High grid connection costs resulted in a solar strike price in Ireland’s first Renewable Electricity Support Scheme (RESS) auction “significantly higher than anywhere else in Europe” according to the Irish Solar Energy Association (ISEA).

The overall strike price –  €74.08/MWh (£66.90/MWh) – came in at over double the sorts of prices seen in the UK’s Contracts for Difference scheme, the most recent of which saw prices run as low as £39.65/MWh.

For solar specifically in the RESS, the strike price was €72.92/MWh (£65.78/MWh). Speaking to Solar Power Portal, chairman of the Irish Solar Energy Association David Maguire said that there was a combination of reasons why the strike price was the highest in Europe, the first of which being that Ireland also has the “highest grid interconnection costs in Europe on average”.

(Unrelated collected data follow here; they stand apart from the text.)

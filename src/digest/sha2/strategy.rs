// Copyright 2025 Brian Smith.
//
// Permission to use, copy, modify, and/or distribute this software for any
// purpose with or without fee is hereby granted, provided that the above
// copyright notice and this permission notice appear in all copies.
//
// THE SOFTWARE IS PROVIDED "AS IS" AND THE AUTHORS DISCLAIM ALL WARRANTIES
// WITH REGARD TO THIS SOFTWARE INCLUDING ALL IMPLIED WARRANTIES OF
// MERCHANTABILITY AND FITNESS. IN NO EVENT SHALL THE AUTHORS BE LIABLE FOR ANY
// SPECIAL, DIRECT, INDIRECT, OR CONSEQUENTIAL DAMAGES OR ANY DAMAGES
// WHATSOEVER RESULTING FROM LOSS OF USE, DATA OR PROFITS, WHETHER IN AN ACTION
// OF CONTRACT, NEGLIGENCE OR OTHER TORTIOUS ACTION, ARISING OUT OF OR IN
// CONNECTION WITH THE USE OR PERFORMANCE OF THIS SOFTWARE.

use super::{fallback, State, BLOCK_LEN, CHAINING_WORDS};
use crate::{
    cpu::{Capabilities, Feature},
    polyfill::slice::AsChunks,
};
use cfg_if::cfg_if;
use core::{fmt, num::NonZeroU32};

/// A realization of the SHA-256 compression function.
///
/// A `Strategy` can only be obtained for a set of [`Capabilities`] that
/// supports it, so every `Strategy` value is safe to run on this CPU. All
/// strategies compute bit-identical results.
#[derive(Clone, Copy, PartialEq, Eq)]
pub struct Strategy(Impl);

// Listed from most to least preferred. The discriminants are the values
// stored in the process-wide cache and must be non-zero.
#[derive(Clone, Copy, PartialEq, Eq)]
#[repr(u32)]
enum Impl {
    #[cfg(target_arch = "x86_64")]
    X86ShaNi = 2,
    #[cfg(all(target_arch = "aarch64", target_endian = "little"))]
    Aarch64Sha2 = 3,
    Portable = 1,
}

impl Impl {
    const ALL: &'static [Self] = &[
        #[cfg(target_arch = "x86_64")]
        Self::X86ShaNi,
        #[cfg(all(target_arch = "aarch64", target_endian = "little"))]
        Self::Aarch64Sha2,
        Self::Portable,
    ];

    fn required(self) -> &'static [Feature] {
        match self {
            #[cfg(target_arch = "x86_64")]
            Self::X86ShaNi => &[Feature::Sha, Feature::Ssse3, Feature::Sse41],
            #[cfg(all(target_arch = "aarch64", target_endian = "little"))]
            Self::Aarch64Sha2 => &[Feature::Neon, Feature::Sha2],
            Self::Portable => &[],
        }
    }

    #[cfg_attr(not(target_has_atomic = "32"), allow(dead_code))]
    fn id(self) -> NonZeroU32 {
        // Discriminants are all non-zero.
        NonZeroU32::new(self as u32).unwrap_or(NonZeroU32::MIN)
    }

    #[cfg_attr(not(target_has_atomic = "32"), allow(dead_code))]
    fn from_id(id: NonZeroU32) -> Option<Self> {
        Self::ALL.iter().copied().find(|i| i.id() == id)
    }
}

impl Strategy {
    /// The portable strategy, available everywhere.
    pub const PORTABLE: Self = Self(Impl::Portable);

    /// Chooses the most capable strategy supported by `caps`.
    ///
    /// With the `force-portable` feature this always returns
    /// [`Strategy::PORTABLE`].
    pub fn select(caps: Capabilities) -> Self {
        if cfg!(feature = "force-portable") {
            return Self::PORTABLE;
        }
        Self::all_supported(caps).next().unwrap_or(Self::PORTABLE)
    }

    /// Every strategy usable with `caps`, most capable first. The last one
    /// is always [`Strategy::PORTABLE`].
    pub fn all_supported(caps: Capabilities) -> impl Iterator<Item = Self> {
        Impl::ALL
            .iter()
            .copied()
            .filter(move |i| caps.contains_all(i.required()))
            .map(Self)
    }

    /// The process-wide strategy, choosing it from
    /// [`Capabilities::detect()`] if no strategy has been chosen yet.
    pub fn get_or_init() -> Self {
        cfg_if! {
            if #[cfg(target_has_atomic = "32")] {
                let id = SELECTED.get_or_init(|| Self::choose(Capabilities::detect()).0.id());
                Self::from_cached(id)
            } else {
                Self::select(Capabilities::detect())
            }
        }
    }

    /// Seeds the process-wide strategy from `caps`.
    ///
    /// The first choice made in the process sticks. The return value is the
    /// strategy actually in effect, which differs from `select(caps)` when
    /// another choice was made earlier.
    ///
    /// Targets without 32-bit atomics have no process-wide cache; there this
    /// just returns `select(caps)`.
    pub fn init_with(caps: Capabilities) -> Self {
        cfg_if! {
            if #[cfg(target_has_atomic = "32")] {
                let wanted = Self::select(caps);
                let chosen = Self::from_cached(SELECTED.get_or_init(|| Self::choose(caps).0.id()));
                if chosen != wanted {
                    log::trace!(
                        "SHA-256 strategy is already {:?}; ignoring {:?}",
                        chosen,
                        wanted
                    );
                }
                chosen
            } else {
                Self::select(caps)
            }
        }
    }

    #[cfg(target_has_atomic = "32")]
    fn choose(caps: Capabilities) -> Self {
        let chosen = Self::select(caps);
        log::debug!("using {:?} SHA-256 strategy for {:?}", chosen, caps);
        chosen
    }

    #[cfg(target_has_atomic = "32")]
    fn from_cached(id: NonZeroU32) -> Self {
        // Only ids of supported strategies are ever stored.
        Impl::from_id(id).map_or(Self::PORTABLE, Self)
    }

    /// A stable lowercase identifier.
    pub fn name(self) -> &'static str {
        match self.0 {
            #[cfg(target_arch = "x86_64")]
            Impl::X86ShaNi => "x86-sha-ni",
            #[cfg(all(target_arch = "aarch64", target_endian = "little"))]
            Impl::Aarch64Sha2 => "aarch64-sha2",
            Impl::Portable => "portable",
        }
    }

    /// Folds one block into a chaining value.
    pub fn compress_block(self, state: &mut [u32; CHAINING_WORDS], block: &[u8; BLOCK_LEN]) {
        let mut s = State::from_words(*state);
        self.compress_blocks(&mut s, AsChunks::from(block));
        *state = s.to_words();
    }

    pub(crate) fn compress_blocks(self, state: &mut State, blocks: AsChunks<u8, BLOCK_LEN>) {
        match self.0 {
            #[cfg(target_arch = "x86_64")]
            Impl::X86ShaNi => {
                // SAFETY: `X86ShaNi` is only constructed from capabilities
                // that contain every feature in `Impl::required`.
                unsafe { super::x86_64::compress_blocks(state, blocks) }
            }
            #[cfg(all(target_arch = "aarch64", target_endian = "little"))]
            Impl::Aarch64Sha2 => {
                // SAFETY: As above.
                unsafe { super::aarch64::compress_blocks(state, blocks) }
            }
            Impl::Portable => fallback::compress_blocks(state, blocks),
        }
    }
}

impl fmt::Debug for Strategy {
    fn fmt(&self, f: &mut fmt::Formatter) -> fmt::Result {
        f.write_str(self.name())
    }
}

#[cfg(target_has_atomic = "32")]
static SELECTED: crate::polyfill::once_cell::race::OnceNonZeroU32 =
    crate::polyfill::once_cell::race::OnceNonZeroU32::new();
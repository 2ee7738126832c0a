// Copyright 2025 Brian Smith.
//
// Permission to use, copy, modify, and/or distribute this software for any
// purpose with or without fee is hereby granted, provided that the above
// copyright notice and this permission notice appear in all copies.
//
// THE SOFTWARE IS PROVIDED "AS IS" AND THE AUTHOR DISCLAIMS ALL WARRANTIES
// WITH REGARD TO THIS SOFTWARE INCLUDING ALL IMPLIED WARRANTIES OF
// MERCHANTABILITY AND FITNESS. IN NO EVENT SHALL THE AUTHOR BE LIABLE FOR ANY
// SPECIAL, DIRECT, INDIRECT, OR CONSEQUENTIAL DAMAGES OR ANY DAMAGES
// WHATSOEVER RESULTING FROM LOSS OF USE, DATA OR PROFITS, WHETHER IN AN ACTION
// OF CONTRACT, NEGLIGENCE OR OTHER TORTIOUS ACTION, ARISING OUT OF OR IN
// CONNECTION WITH THE USE OR PERFORMANCE OF THIS SOFTWARE.

/// Splits `slice` into the longest prefix that is a whole number of `N`-element
/// chunks and the (shorter than `N`) remainder.
#[inline(always)]
pub fn as_chunks<T, const N: usize>(slice: &[T]) -> (AsChunks<'_, T, N>, &[T]) {
    assert!(N != 0, "chunk size must be non-zero");
    let len = slice.len() / N;
    let (multiple_of_n, remainder) = slice.split_at(len * N);
    (AsChunks(multiple_of_n), remainder)
}

/// A slice whose length is a multiple of `N`, viewed as `&[[T; N]]`.
#[derive(Clone, Copy)]
pub struct AsChunks<'a, T, const N: usize>(&'a [T]);

impl<'a, T, const N: usize> AsChunks<'a, T, N> {
    #[inline(always)]
    pub fn as_flattened(&self) -> &'a [T] {
        self.0
    }
}

impl<'a, T, const N: usize> IntoIterator for AsChunks<'a, T, N> {
    type IntoIter = AsChunksIter<'a, T, N>;
    type Item = &'a [T; N];

    #[inline(always)]
    fn into_iter(self) -> Self::IntoIter {
        AsChunksIter(self.0.chunks_exact(N))
    }
}

pub struct AsChunksIter<'a, T, const N: usize>(core::slice::ChunksExact<'a, T>);

impl<'a, T, const N: usize> Iterator for AsChunksIter<'a, T, N> {
    type Item = &'a [T; N];

    #[inline(always)]
    fn next(&mut self) -> Option<Self::Item> {
        // `ChunksExact` only yields chunks of exactly `N` elements.
        self.0.next().map(|x| x.try_into().unwrap())
    }
}

impl<'a, T, const N: usize> From<&'a [T; N]> for AsChunks<'a, T, N> {
    #[inline(always)]
    fn from(array: &'a [T; N]) -> Self {
        Self(array)
    }
}

#[cfg(test)]
mod tests {
    use super::*;

    #[test]
    fn test_as_chunks_splits_remainder() {
        let input = [0u8, 1, 2, 3, 4, 5, 6];
        let (chunks, remainder) = as_chunks::<u8, 3>(&input);
        assert_eq!(chunks.as_flattened(), &input[..6]);
        assert_eq!(remainder, &[6]);
        let collected: [&[u8; 3]; 2] = {
            let mut it = chunks.into_iter();
            [it.next().unwrap(), it.next().unwrap()]
        };
        assert_eq!(collected, [&[0, 1, 2], &[3, 4, 5]]);
    }

    #[test]
    fn test_as_chunks_short_input() {
        let input = [9u8; 2];
        let (chunks, remainder) = as_chunks::<u8, 4>(&input);
        assert!(chunks.as_flattened().is_empty());
        assert_eq!(chunks.into_iter().count(), 0);
        assert_eq!(remainder, &input[..]);
    }
}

This is a result of engineering and planning protection standards being “far higher than they need to be”. Whilst Maguire agreed that the futureproofing being undertaken by the grid operators is “a great idea”, he added that this is a “very high” standard of futureproofing, in particular on the high voltage network, and this has therefore impacted the strike price of the RESS.

Another factor is the tenor of the PPAs only being 15 years, with Magure stating that financiers prefer a 20 year lifecycle as a minimum in order to deploy their capital.

“We’ve failed in attracting in and being able to amortize our capital over a slightly longer period and those five years make a difference,” Maguire explained. “Folks that look at financing infrastructure in this space will take a view on what the merchant curve will look like in year fifteen and that’s kind of like crystal ball gazing. Some folks will take an aggressive view, but most investors will take a conservative view and they’ll price it accordingly.”

The lack of indexation in the RESS also doesn’t help in this regard, with Maguire describing it as “one of the biggest drivers on the cost of capital”.

“If you want to attract low cost capital to keep your costs down, you will attract in capital that is risk adverse, so pension fund money etc. If you fail to give them an indexation element, they will take a very conservative view on what their cost increases on O&M are going to be like and so on, so you’ve got an increase in the price point of anything from 10% – 15% in your PPA number from that lack of indexation.”

Concerns over the lack of indexation were raised by NTR’s group corporate finance director Anthony Doherty at Solar Media's Solar Finance and Investment Europe conference in February, stating that “it introduces an element of pricing which will get put into the market that is not required in our view”. However, on the same panel Jim Arigho, director of energy and climate change infrastructure at the Allied Irish Bank said “the absence of indexation isn’t a concern from a financing point of view”.

Alongside the indexation, the ISEA's Magurie also pointed to factors such as the lack of embedded benefits in Ireland that puts solar at a “massive disadvantage”, the requirement in the RESS to pay €2/MWh (£1.80/MWh) towards a community fund and uncertainty over local authority rates for why the strike price was so high.

Solar took home a far larger percentage of the auction than initially expected, with up to 10% initially carved out for the technology, equivalent to 100-300MW. Solar ended up being contracted for 796MW, equivalent to 34% of the total auction volume.

This was partly due to the competition ratio in the technology neutral auction being reduced from 2 – as originally outlined – to 1.3, Maguire explained, meaning more qualifying projects were to be awarded.

Alongside this, there wasn't much wind bidding as whilst some wind projects would have qualified “they wouldn’t have been able to deliver the grid interconnection by the deadline of 31st December 2022”.

“Solar grid connections tend to be a bit more straightforward and so the folks who had solar projects took a view that they had a high chance of delivering grid interconnection on time and some of the wind guys took a view that it was a bit of a risk.”

Magurie continued to outlined how Ireland doesn't have a grid grace period. In the UK's CfDs there is a grace period, whereby if the grid and DNOs are late delivering an interconnection the developer would have up to a 12 month grace period without losing that CfD.

This is not the case for the RESS, and whilst Ireland has a long history of successfully deploying wind, it only has one DNO that has “relatively limited resources” with there being a “long history of not delivering grid interconnections on time”.

Maguire said that typically a developer has to factor in a six to nine month delay, which would have been “a big driving factor of a lot of wind not bidding”.

“Very little qualified solar pulled out, so that’s why you had more solar coming on than wind.”